- PROBLEM
Each line with the word "render" must appear in the answer, copied from the records.

/---

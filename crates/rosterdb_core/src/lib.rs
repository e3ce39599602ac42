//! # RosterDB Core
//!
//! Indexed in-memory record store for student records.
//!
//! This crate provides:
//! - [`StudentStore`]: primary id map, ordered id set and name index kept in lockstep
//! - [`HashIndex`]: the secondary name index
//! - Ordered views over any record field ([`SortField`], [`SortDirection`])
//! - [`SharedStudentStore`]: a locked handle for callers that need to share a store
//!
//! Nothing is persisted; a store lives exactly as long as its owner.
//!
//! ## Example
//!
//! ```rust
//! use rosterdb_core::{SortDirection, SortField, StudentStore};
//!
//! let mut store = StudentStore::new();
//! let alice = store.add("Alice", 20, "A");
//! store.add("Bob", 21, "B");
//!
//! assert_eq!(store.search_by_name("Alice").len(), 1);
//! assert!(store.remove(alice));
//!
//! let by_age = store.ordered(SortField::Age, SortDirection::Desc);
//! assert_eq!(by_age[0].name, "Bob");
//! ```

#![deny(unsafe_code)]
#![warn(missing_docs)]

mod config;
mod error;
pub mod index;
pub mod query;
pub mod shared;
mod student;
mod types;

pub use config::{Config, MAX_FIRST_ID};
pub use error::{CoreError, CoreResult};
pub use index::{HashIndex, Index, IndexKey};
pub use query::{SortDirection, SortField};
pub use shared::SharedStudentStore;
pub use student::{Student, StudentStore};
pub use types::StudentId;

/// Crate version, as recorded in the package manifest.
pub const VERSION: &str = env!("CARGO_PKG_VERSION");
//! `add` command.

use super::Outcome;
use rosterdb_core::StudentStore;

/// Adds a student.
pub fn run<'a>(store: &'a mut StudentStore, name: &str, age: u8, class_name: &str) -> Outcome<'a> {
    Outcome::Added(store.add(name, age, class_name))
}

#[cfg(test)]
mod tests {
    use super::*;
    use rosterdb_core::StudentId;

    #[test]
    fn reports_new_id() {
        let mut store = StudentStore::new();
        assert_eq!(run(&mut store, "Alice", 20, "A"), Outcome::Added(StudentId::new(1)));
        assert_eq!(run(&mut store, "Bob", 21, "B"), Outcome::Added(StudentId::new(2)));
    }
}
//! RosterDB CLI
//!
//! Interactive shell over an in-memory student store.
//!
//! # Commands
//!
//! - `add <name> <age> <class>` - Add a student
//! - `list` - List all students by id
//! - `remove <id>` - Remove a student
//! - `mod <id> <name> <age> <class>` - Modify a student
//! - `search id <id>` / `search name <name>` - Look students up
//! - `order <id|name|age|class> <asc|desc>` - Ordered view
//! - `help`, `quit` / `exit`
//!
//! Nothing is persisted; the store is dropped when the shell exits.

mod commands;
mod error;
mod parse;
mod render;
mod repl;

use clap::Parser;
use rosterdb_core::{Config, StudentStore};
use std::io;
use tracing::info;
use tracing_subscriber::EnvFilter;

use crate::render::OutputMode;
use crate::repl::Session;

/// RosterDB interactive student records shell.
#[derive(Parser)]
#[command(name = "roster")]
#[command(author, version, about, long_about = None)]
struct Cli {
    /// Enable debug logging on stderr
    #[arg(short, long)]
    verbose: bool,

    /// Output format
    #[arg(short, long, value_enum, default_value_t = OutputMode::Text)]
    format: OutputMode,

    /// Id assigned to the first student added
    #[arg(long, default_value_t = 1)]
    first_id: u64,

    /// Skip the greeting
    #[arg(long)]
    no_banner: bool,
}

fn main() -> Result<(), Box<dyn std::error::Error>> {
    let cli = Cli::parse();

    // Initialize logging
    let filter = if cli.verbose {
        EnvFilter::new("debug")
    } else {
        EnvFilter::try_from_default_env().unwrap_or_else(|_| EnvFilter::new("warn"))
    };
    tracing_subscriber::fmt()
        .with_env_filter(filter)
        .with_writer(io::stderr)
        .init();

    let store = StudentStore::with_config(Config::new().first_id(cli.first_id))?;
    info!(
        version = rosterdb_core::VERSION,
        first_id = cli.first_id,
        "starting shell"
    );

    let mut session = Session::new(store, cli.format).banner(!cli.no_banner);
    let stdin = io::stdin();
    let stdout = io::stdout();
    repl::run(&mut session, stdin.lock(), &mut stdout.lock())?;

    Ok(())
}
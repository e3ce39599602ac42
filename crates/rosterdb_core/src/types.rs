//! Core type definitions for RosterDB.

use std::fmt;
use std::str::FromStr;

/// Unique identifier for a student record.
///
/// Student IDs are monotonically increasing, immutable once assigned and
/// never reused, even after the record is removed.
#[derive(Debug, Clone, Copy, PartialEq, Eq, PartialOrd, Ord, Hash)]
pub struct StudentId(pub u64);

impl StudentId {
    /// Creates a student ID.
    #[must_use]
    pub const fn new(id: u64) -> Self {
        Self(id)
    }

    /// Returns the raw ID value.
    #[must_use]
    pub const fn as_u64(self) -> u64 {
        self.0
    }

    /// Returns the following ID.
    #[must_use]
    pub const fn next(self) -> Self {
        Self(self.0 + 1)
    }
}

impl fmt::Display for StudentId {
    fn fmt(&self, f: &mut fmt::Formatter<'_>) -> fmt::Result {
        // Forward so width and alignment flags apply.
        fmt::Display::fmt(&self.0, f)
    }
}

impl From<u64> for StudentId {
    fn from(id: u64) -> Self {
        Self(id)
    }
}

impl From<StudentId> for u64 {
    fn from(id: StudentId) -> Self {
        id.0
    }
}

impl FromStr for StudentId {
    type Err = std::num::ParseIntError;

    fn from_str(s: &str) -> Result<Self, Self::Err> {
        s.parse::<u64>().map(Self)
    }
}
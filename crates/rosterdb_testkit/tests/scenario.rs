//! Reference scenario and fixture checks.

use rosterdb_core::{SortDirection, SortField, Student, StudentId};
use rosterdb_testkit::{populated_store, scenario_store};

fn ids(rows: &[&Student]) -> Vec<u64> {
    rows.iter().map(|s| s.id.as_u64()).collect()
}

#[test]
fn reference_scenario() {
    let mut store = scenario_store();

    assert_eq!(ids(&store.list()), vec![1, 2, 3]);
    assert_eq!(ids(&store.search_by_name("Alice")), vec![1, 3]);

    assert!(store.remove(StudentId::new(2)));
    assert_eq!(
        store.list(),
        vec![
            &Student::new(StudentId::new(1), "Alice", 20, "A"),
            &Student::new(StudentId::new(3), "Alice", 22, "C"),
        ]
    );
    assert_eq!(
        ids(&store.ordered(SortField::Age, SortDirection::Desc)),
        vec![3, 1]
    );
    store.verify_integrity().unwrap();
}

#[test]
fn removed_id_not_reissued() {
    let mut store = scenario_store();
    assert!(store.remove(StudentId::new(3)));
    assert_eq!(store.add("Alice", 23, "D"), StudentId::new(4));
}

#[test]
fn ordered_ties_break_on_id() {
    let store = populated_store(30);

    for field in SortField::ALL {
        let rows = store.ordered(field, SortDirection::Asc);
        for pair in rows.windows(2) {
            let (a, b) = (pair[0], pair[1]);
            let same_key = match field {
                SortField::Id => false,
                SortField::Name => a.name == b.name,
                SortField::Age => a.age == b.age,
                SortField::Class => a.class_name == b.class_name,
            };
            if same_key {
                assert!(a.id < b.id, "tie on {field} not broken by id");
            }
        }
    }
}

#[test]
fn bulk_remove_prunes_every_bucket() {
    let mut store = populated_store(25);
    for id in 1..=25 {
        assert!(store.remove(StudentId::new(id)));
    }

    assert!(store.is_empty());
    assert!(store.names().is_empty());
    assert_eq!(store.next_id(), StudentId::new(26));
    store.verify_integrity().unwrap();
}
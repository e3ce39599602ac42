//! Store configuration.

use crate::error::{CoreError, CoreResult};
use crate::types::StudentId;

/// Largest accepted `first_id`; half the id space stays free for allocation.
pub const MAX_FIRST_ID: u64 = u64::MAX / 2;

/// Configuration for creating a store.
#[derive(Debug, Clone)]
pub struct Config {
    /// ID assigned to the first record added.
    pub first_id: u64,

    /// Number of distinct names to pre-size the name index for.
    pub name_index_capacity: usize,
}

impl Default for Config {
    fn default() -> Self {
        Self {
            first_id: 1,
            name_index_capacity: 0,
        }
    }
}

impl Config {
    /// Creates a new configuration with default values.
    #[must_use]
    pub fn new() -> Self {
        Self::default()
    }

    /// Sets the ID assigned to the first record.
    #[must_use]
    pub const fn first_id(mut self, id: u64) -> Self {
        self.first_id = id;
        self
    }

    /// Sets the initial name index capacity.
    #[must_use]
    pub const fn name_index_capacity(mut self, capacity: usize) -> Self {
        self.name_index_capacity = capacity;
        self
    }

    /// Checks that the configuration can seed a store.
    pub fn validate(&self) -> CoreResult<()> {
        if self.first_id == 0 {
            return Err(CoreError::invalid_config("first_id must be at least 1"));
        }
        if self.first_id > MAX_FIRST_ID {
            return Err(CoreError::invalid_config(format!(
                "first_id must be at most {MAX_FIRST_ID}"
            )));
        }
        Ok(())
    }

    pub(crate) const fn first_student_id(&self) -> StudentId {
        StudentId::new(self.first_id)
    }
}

\---

- EXERCISE OUTPUT
mod render;
use crate::render::OutputMode;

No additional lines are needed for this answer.